Task input
· · · · ·

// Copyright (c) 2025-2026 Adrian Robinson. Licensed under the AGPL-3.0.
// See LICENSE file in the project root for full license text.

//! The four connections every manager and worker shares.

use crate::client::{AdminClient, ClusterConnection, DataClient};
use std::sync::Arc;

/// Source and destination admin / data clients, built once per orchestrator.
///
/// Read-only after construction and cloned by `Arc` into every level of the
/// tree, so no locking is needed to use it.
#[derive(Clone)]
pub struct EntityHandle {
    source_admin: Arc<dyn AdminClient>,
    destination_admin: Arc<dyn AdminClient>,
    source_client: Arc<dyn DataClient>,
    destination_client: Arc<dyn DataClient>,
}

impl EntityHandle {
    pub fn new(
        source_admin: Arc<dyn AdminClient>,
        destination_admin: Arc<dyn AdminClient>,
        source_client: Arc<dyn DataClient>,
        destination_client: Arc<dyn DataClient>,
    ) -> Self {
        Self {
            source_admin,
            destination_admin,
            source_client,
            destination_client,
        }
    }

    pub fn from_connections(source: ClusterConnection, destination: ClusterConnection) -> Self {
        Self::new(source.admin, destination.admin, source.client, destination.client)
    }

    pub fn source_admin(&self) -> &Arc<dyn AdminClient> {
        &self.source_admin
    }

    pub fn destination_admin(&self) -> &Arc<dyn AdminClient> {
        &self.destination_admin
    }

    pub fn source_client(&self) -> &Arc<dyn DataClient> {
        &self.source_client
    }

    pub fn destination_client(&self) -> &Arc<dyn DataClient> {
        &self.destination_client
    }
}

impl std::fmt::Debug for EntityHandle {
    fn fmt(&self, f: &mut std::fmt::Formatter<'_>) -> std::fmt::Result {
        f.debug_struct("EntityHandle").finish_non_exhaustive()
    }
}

· · · · ·

Required action
Check each line in the data for the word "AdminClient", then report only how many lines contain it.

Solution for this exercise
7